The genome of Acidiphilium multivorum strain AIU 301, acidophilic, aerobic Gram-negative bacteria, was investigated for potential metabolic pathways associated with organic acid production and metal uptake. The genome was compared to other acidic mine drainage isolates, Acidiphilium cryptum JF-5 and Acidithiobacillus ferrooxidans ATCC 23270, as well as Acetobacter pasteurianus 386B, which ferments cocoa beans. Plasmids between two Acidiphilium spp. were compared, and only two of the sixteen plasmids were identified as potentially similar. Comparisons of the genome size to the number of protein coding sequences indicated that A. multivorum and A. cryptum follow the line of best fit unlike A. pasteurianus 386B, which suggests that it was improperly annotated in the database. Pathways between these four species were analyzed bioinformatically and are discussed here. A. multivorum AIU 301, shares pathways with A. pasteurianus 386B including aldehyde and alcohol dehydrogenase pathways, which are used in the generation of vinegar.
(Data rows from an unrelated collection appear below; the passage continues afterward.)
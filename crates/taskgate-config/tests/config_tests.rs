// SPDX-FileCopyrightText: 2026 Taskgate Contributors
// SPDX-License-Identifier: MIT OR Apache-2.0

//! Integration tests for the Taskgate configuration system.

use taskgate_config::{load_and_validate_str, load_config_from_str, validate_for_serve};

/// Valid TOML with all known fields deserializes successfully.
#[test]
fn valid_toml_deserializes_into_config() {
    let toml = r#"
[agent]
name = "test-bot"
log_level = "debug"

[telegram]
bot_token = "123:ABC"
admin_chat_id = 42

[remote]
base_url = "https://tasks.example.com/api/v1/"
api_token = "opaque-token"

[cache]
snapshot_ttl_secs = 60

[routing]
soft_collection_code = "SoftCollect"
census_group = "000000004"
debit_group = "000000002"
placeholder_comment_id = 7
"#;

    let config = load_config_from_str(toml).expect("valid TOML should deserialize");
    assert_eq!(config.agent.name, "test-bot");
    assert_eq!(config.agent.log_level, "debug");
    assert_eq!(config.telegram.bot_token.as_deref(), Some("123:ABC"));
    assert_eq!(config.telegram.admin_chat_id, Some(42));
    assert_eq!(
        config.remote.base_url.as_deref(),
        Some("https://tasks.example.com/api/v1/")
    );
    assert_eq!(config.remote.api_token.as_deref(), Some("opaque-token"));
    assert_eq!(config.cache.snapshot_ttl_secs, 60);
    assert_eq!(config.routing.placeholder_comment_id, 7);
}

/// Defaults load without any config file and pass general validation.
#[test]
fn defaults_are_valid() {
    let config = load_and_validate_str("").expect("defaults should be valid");
    assert_eq!(config.agent.name, "taskgate");
    assert_eq!(config.cache.snapshot_ttl_secs, 180);
    assert_eq!(config.routing.soft_collection_code, "SoftCollect");
    assert_eq!(config.routing.hard_collection_code, "HardCollect");
    assert_eq!(config.routing.census_group, "000000004");
    assert_eq!(config.routing.debit_group, "000000002");
    assert_eq!(config.routing.placeholder_comment_id, 2);
    assert!(config.telegram.bot_token.is_none());
}

/// Unknown keys are rejected by deny_unknown_fields.
#[test]
fn unknown_field_is_rejected() {
    let toml = r#"
[telegram]
bot_tken = "abc"
"#;
    let err = load_config_from_str(toml).expect_err("should reject unknown field");
    let err_str = format!("{err}");
    assert!(
        err_str.contains("unknown field") || err_str.contains("bot_tken"),
        "error should mention the bad key, got: {err_str}"
    );
}

/// Serving requires the telegram token and the remote credentials; all
/// missing fields are reported at once.
#[test]
fn serve_validation_reports_all_missing_credentials() {
    let config = load_and_validate_str("").expect("defaults parse");
    let errors = validate_for_serve(&config).expect_err("serving needs credentials");
    let rendered: Vec<String> = errors.iter().map(|e| e.to_string()).collect();
    assert_eq!(rendered.len(), 3, "got: {rendered:?}");
    assert!(rendered.iter().any(|m| m.contains("telegram.bot_token")));
    assert!(rendered.iter().any(|m| m.contains("remote.base_url")));
    assert!(rendered.iter().any(|m| m.contains("remote.api_token")));
}

/// Zero TTL is a semantic error.
#[test]
fn zero_snapshot_ttl_is_rejected() {
    let toml = r#"
[cache]
snapshot_ttl_secs = 0
"#;
    let errors = load_and_validate_str(toml).expect_err("zero TTL invalid");
    assert!(errors
        .iter()
        .any(|e| e.to_string().contains("snapshot_ttl_secs")));
}

/// Base URL must end with a trailing slash so path joins stay predictable.
#[test]
fn base_url_without_trailing_slash_is_rejected() {
    let toml = r#"
[remote]
base_url = "https://tasks.example.com/api/v1"
api_token = "t"
"#;
    let errors = load_and_validate_str(toml).expect_err("missing slash invalid");
    assert!(errors.iter().any(|e| e.to_string().contains("trailing slash")));
}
Mercury reductase, arsenate reductase and sulfur utilization proteins were identified and discussed at length. The absence of sulfur utilization proteins from A. multivorum AIU 301 suggests that this species uses previously undefined pathways for sulfur acquisition. Bioinformatic examination revealed novel pathways that may benefit commercial fields including acetic acid production and biomining.